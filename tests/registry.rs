use tree_scheme::prelude::*;
use tree_scheme::registry::IMPLEMENTED_CLASSES;

#[test]
fn lookup_is_by_class() {
    let reg = SchemeRegistry::with_defaults(SchemeConfig::default());
    for class in IMPLEMENTED_CLASSES {
        let scheme = reg.get(class).unwrap();
        assert_eq!(scheme.eclass(), class);
    }
    for class in [ElementClass::Prism, ElementClass::Pyramid] {
        assert_eq!(
            reg.get(class).unwrap_err(),
            SchemeError::ClassNotRegistered(class)
        );
    }
}

#[test]
fn registration_errors() {
    let mut reg = SchemeRegistry::default();
    reg.register(ElementClass::Tetrahedron).unwrap();
    assert_eq!(
        reg.register(ElementClass::Tetrahedron).unwrap_err(),
        SchemeError::ClassAlreadyRegistered(ElementClass::Tetrahedron)
    );
    assert_eq!(
        reg.register(ElementClass::Prism).unwrap_err(),
        SchemeError::UnsupportedClass(ElementClass::Prism)
    );
    assert!(!reg.is_registered(ElementClass::Prism));
    assert!(matches!(
        reg.quad(),
        Err(SchemeError::ClassNotRegistered(ElementClass::Quadrilateral))
    ));
    assert!(SchemeRegistry::with_classes(
        SchemeConfig::default(),
        &[ElementClass::Line, ElementClass::Line]
    )
    .is_err());
}

#[test]
fn boundary_crosses_between_registered_schemes() {
    let reg = SchemeRegistry::with_classes(
        SchemeConfig::default(),
        &[ElementClass::Hexahedron, ElementClass::Quadrilateral],
    )
    .unwrap();
    let hex = reg.hex().unwrap();
    let quad = reg.quad().unwrap();

    let e = hex.set_linear_id(2, 9).unwrap();
    let mut faces = [QuadElement::default(); 6];
    hex.boundary(&e, 2, &mut faces).unwrap();
    for f in &faces {
        assert!(f.validate_invariants().is_ok());
        assert_eq!(quad.level(f), 2);
        // face quads stay tagged through navigation
        let c = quad.child(f, 1).unwrap();
        assert!(quad.surround_matches(&c, f));
    }
}

#[test]
fn pools_honour_the_configured_capacity() {
    let config = SchemeConfig {
        pool_block_size: 4,
        pool_capacity: Some(8),
    };
    let mut reg = SchemeRegistry::with_classes(config, &[ElementClass::Quadrilateral]).unwrap();
    let quad = reg.quad_mut().unwrap();
    let root = QuadElement::root();
    let a = quad.new_children(&root).unwrap();
    let b = quad.new_children(&root).unwrap();
    assert!(matches!(
        quad.new_children(&root),
        Err(SchemeError::PoolExhausted { capacity: 8, live: 8, .. })
    ));
    quad.destroy_elements(a).unwrap();
    let c = quad.new_children(&root).unwrap();
    assert_eq!(quad.pool().reserved_records(), 8);
    quad.destroy_elements(b).unwrap();
    quad.destroy_elements(c).unwrap();
    assert_eq!(reg.get(ElementClass::Quadrilateral).unwrap().live_records(), 0);
}

#[test]
fn config_deserialises_from_json() {
    let config: SchemeConfig =
        serde_json::from_str(r#"{ "pool_block_size": 16, "pool_capacity": null }"#).unwrap();
    assert_eq!(config.pool_block_size, 16);
    assert_eq!(config.pool_capacity, None);
    let reg = SchemeRegistry::new(config.clone());
    assert_eq!(reg.config(), &config);
}

#[test]
fn teardown_follows_reverse_registration_order() {
    let mut reg = SchemeRegistry::with_classes(
        SchemeConfig::default(),
        &[ElementClass::Hexahedron, ElementClass::Quadrilateral],
    )
    .unwrap();
    reg.register(ElementClass::Line).unwrap();
    assert_eq!(
        reg.clear(),
        vec![
            ElementClass::Line,
            ElementClass::Quadrilateral,
            ElementClass::Hexahedron
        ]
    );

    // a registry dropped in scope releases its pools with live records
    {
        let mut scoped = SchemeRegistry::with_classes(
            SchemeConfig::default(),
            &[ElementClass::Hexahedron, ElementClass::Quadrilateral],
        )
        .unwrap();
        let run = scoped.hex_mut().unwrap().new_elements(3).unwrap();
        assert_eq!(run.len(), 3);
        assert_eq!(scoped.classes(), &[ElementClass::Hexahedron, ElementClass::Quadrilateral]);
    }
}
▬▬▬
Exercise aim => Restate each record exactly as written.

Worked solution =>
filename tests/registry.rs
use tree_scheme::prelude::*;
use tree_scheme::registry::IMPLEMENTED_CLASSES;

#[test]
fn lookup_is_by_class() {
    let reg = SchemeRegistry::with_defaults(SchemeConfig::default());
    for class in IMPLEMENTED_CLASSES {
        let scheme = reg.get(class).unwrap();
        assert_eq!(scheme.eclass(), class);
    }
    for class in [ElementClass::Prism, ElementClass::Pyramid] {
        assert_eq!(
            reg.get(class).unwrap_err(),
            SchemeError::ClassNotRegistered(class)
        );
    }
}

#[test]
fn registration_errors() {
    let mut reg = SchemeRegistry::default();
    reg.register(ElementClass::Tetrahedron).unwrap();
    assert_eq!(
        reg.register(ElementClass::Tetrahedron).unwrap_err(),
        SchemeError::ClassAlreadyRegistered(ElementClass::Tetrahedron)
    );
    assert_eq!(
        reg.register(ElementClass::Prism).unwrap_err(),
        SchemeError::UnsupportedClass(ElementClass::Prism)
    );
    assert!(!reg.is_registered(ElementClass::Prism));
    assert!(matches!(
        reg.quad(),
        Err(SchemeError::ClassNotRegistered(ElementClass::Quadrilateral))
    ));
    assert!(SchemeRegistry::with_classes(
        SchemeConfig::default(),
        &[ElementClass::Line, ElementClass::Line]
    )
    .is_err());
}

#[test]
fn boundary_crosses_between_registered_schemes() {
    let reg = SchemeRegistry::with_classes(
        SchemeConfig::default(),
        &[ElementClass::Hexahedron, ElementClass::Quadrilateral],
    )
    .unwrap();
    let hex = reg.hex().unwrap();
    let quad = reg.quad().unwrap();

    let e = hex.set_linear_id(2, 9).unwrap();
    let mut faces = [QuadElement::default(); 6];
    hex.boundary(&e, 2, &mut faces).unwrap();
    for f in &faces {
        assert!(f.validate_invariants().is_ok());
        assert_eq!(quad.level(f), 2);
        // face quads stay tagged through navigation
        let c = quad.child(f, 1).unwrap();
        assert!(quad.surround_matches(&c, f));
    }
}

#[test]
fn pools_honour_the_configured_capacity() {
    let config = SchemeConfig {
        pool_block_size: 4,
        pool_capacity: Some(8),
    };
    let mut reg = SchemeRegistry::with_classes(config, &[ElementClass::Quadrilateral]).unwrap();
    let quad = reg.quad_mut().unwrap();
    let root = QuadElement::root();
    let a = quad.new_children(&root).unwrap();
    let b = quad.new_children(&root).unwrap();
    assert!(matches!(
        quad.new_children(&root),
        Err(SchemeError::PoolExhausted { capacity: 8, live: 8, .. })
    ));
    quad.destroy_elements(a).unwrap();
    let c = quad.new_children(&root).unwrap();
    assert_eq!(quad.pool().reserved_records(), 8);
    quad.destroy_elements(b).unwrap();
    quad.destroy_elements(c).unwrap();
    assert_eq!(reg.get(ElementClass::Quadrilateral).unwrap().live_records(), 0);
}

#[test]
fn config_deserialises_from_json() {
    let config: SchemeConfig =
        serde_json::from_str(r#"{ "pool_block_size": 16, "pool_capacity": null }"#).unwrap();
    assert_eq!(config.pool_block_size, 16);
    assert_eq!(config.pool_capacity, None);
    let reg = SchemeRegistry::new(config.clone());
    assert_eq!(reg.config(), &config);
}

#[test]
fn teardown_follows_reverse_registration_order() {
    let mut reg = SchemeRegistry::with_classes(
        SchemeConfig::default(),
        &[ElementClass::Hexahedron, ElementClass::Quadrilateral],
    )
    .unwrap();
    reg.register(ElementClass::Line).unwrap();
    assert_eq!(
        reg.clear(),
        vec![
            ElementClass::Line,
            ElementClass::Quadrilateral,
            ElementClass::Hexahedron
        ]
    );

    // a registry dropped in scope releases its pools with live records
    {
        let mut scoped = SchemeRegistry::with_classes(
            SchemeConfig::default(),
            &[ElementClass::Hexahedron, ElementClass::Quadrilateral],
        )
        .unwrap();
        let run = scoped.hex_mut().unwrap().new_elements(3).unwrap();
        assert_eq!(run.len(), 3);
        assert_eq!(scoped.classes(), &[ElementClass::Hexahedron, ElementClass::Quadrilateral]);
    }
}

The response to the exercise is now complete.